### TASK OBJECTIVE:
For the data below, work out how many lines contain the word "Deserialize" and supply only that number.

### AVAILABLE DATA:
——————————
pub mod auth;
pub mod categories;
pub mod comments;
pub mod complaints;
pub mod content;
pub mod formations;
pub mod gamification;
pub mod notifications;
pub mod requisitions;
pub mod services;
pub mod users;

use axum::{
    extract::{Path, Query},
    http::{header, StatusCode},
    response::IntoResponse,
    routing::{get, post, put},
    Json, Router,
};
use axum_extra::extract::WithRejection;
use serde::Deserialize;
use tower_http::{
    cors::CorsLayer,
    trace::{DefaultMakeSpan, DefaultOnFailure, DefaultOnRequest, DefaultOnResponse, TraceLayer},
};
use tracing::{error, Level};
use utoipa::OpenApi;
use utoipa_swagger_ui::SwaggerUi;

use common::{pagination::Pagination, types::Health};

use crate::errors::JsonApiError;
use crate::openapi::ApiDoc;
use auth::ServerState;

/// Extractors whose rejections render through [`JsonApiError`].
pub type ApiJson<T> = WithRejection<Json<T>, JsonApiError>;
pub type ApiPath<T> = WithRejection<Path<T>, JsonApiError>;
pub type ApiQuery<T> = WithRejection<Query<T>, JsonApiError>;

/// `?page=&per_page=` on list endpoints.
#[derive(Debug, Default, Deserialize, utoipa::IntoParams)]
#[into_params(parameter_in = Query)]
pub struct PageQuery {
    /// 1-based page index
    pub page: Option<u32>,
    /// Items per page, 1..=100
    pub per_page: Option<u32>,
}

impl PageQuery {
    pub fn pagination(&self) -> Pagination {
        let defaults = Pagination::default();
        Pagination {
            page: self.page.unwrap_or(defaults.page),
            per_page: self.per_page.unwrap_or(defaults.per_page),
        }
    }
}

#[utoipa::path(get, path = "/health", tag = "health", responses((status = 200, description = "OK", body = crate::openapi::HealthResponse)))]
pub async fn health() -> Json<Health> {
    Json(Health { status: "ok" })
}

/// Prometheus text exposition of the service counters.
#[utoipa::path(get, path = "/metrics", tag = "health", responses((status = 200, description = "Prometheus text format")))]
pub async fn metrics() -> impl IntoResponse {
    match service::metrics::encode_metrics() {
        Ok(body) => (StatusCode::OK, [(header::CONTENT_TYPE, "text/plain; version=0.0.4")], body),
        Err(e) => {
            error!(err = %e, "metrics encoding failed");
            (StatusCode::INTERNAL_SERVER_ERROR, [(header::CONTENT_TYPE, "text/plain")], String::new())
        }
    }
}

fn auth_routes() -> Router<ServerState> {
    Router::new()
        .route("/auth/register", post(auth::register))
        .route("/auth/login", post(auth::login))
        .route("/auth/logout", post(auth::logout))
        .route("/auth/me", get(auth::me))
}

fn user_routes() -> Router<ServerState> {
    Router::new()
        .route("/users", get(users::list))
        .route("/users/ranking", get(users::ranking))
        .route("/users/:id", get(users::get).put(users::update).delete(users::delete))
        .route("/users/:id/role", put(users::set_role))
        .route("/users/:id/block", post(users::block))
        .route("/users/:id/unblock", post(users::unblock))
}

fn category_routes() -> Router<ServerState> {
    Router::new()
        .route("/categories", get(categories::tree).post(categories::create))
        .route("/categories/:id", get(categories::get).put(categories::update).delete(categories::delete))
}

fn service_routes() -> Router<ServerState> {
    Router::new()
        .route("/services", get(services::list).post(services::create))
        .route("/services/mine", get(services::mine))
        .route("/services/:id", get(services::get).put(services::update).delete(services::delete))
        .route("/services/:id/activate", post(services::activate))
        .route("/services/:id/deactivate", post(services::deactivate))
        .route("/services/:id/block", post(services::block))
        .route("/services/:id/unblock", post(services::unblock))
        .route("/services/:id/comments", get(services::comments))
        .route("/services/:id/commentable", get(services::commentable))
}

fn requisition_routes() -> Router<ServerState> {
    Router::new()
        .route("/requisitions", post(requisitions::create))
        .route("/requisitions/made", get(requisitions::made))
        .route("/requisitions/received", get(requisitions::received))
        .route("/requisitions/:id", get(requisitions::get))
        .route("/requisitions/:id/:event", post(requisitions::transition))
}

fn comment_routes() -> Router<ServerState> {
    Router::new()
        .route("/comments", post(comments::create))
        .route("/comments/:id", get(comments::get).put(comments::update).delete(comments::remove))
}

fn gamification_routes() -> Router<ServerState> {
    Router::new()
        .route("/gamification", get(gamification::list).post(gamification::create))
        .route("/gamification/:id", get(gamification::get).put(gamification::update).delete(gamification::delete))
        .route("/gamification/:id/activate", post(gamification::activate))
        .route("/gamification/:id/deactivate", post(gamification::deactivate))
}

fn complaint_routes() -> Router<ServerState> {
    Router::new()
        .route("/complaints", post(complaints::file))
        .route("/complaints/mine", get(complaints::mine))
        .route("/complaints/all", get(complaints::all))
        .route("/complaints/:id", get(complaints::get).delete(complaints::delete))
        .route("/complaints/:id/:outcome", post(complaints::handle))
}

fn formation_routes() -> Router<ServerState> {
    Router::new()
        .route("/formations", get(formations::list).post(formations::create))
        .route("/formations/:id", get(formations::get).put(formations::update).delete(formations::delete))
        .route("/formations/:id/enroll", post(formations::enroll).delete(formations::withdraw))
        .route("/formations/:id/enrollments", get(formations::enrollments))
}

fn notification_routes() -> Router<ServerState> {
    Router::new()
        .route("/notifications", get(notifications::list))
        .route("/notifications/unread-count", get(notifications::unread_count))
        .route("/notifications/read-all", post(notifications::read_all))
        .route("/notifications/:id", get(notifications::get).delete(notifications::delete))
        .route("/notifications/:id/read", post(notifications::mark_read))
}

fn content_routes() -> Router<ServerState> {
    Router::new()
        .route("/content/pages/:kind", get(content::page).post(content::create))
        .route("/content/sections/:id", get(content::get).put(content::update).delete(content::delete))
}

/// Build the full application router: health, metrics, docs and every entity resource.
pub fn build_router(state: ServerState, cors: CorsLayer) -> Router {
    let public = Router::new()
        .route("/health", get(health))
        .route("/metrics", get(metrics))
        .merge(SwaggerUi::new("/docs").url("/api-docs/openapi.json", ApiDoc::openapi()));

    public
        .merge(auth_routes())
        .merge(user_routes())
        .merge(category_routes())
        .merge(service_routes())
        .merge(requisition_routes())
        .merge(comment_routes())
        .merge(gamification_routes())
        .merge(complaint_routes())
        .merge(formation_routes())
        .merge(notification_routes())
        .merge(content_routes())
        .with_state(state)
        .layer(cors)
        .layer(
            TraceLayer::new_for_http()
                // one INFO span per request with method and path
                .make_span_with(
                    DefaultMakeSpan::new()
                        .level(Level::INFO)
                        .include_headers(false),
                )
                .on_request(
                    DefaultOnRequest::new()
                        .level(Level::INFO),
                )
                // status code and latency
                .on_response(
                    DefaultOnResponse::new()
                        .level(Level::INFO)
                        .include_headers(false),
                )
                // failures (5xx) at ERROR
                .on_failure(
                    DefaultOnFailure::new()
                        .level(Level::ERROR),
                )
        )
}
——————————
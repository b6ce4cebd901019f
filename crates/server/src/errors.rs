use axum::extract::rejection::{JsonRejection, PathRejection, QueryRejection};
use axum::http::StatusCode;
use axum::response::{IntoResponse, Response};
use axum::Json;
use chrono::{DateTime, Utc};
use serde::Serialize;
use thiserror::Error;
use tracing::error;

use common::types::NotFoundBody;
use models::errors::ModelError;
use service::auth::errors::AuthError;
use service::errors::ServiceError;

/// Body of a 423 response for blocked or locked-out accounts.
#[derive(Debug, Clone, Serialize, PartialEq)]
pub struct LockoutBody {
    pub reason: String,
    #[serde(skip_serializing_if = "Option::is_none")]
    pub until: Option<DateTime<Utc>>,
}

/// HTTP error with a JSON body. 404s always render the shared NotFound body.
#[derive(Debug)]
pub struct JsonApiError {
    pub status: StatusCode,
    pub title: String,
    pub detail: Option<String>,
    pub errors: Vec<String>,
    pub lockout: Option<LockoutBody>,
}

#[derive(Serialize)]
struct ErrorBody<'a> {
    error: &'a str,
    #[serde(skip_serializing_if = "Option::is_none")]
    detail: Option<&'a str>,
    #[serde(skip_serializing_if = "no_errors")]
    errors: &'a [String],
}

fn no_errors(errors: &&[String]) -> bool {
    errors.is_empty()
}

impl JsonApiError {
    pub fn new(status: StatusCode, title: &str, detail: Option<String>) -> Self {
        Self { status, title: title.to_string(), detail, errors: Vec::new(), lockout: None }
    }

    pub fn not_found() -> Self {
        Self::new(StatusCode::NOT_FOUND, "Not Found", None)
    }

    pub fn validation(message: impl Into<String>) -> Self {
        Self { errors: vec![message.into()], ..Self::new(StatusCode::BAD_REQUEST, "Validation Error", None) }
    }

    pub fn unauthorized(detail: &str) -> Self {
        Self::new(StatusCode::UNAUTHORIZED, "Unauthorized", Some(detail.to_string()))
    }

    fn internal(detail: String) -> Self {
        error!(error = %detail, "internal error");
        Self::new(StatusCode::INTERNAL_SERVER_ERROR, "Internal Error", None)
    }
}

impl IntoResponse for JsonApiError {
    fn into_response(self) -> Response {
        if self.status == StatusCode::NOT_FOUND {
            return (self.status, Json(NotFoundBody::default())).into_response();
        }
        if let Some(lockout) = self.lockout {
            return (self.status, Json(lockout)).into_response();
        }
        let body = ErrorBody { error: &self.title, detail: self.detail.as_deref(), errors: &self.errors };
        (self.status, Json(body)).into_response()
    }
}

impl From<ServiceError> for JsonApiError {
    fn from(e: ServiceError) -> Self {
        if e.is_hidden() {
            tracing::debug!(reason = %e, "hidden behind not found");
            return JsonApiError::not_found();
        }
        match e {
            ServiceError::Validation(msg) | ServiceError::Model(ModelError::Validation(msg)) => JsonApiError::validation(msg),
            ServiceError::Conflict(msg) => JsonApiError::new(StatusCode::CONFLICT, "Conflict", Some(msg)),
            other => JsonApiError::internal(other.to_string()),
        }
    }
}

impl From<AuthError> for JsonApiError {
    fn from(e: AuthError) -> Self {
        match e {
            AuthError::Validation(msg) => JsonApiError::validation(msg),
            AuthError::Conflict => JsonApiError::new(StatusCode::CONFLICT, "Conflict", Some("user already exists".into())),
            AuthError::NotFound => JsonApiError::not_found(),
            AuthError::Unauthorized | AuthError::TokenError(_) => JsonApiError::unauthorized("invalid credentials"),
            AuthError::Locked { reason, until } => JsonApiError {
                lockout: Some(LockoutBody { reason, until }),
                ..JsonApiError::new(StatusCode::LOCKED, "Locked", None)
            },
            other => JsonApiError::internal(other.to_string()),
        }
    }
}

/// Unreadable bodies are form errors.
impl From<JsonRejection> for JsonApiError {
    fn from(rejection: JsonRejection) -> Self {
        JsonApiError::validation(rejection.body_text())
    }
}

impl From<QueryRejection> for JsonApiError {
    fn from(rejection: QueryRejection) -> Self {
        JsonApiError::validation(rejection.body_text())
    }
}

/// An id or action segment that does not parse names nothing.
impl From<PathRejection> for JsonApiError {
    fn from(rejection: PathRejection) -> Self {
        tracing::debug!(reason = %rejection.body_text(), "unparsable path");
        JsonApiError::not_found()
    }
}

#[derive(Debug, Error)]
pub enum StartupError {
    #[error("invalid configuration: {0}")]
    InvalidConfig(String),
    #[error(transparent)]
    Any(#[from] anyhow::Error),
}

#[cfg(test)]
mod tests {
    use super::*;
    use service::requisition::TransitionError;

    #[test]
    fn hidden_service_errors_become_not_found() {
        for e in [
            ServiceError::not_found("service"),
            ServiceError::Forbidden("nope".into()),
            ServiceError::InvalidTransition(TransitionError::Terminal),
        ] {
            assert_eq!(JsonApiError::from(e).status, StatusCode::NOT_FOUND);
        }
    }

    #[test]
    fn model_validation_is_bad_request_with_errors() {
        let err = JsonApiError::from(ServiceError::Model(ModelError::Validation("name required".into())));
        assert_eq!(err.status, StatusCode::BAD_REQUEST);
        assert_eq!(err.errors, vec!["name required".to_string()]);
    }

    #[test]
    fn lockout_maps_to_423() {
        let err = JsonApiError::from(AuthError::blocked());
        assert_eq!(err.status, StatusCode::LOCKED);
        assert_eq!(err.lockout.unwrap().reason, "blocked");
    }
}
——————————
### EXERCISE RESPONSE:
2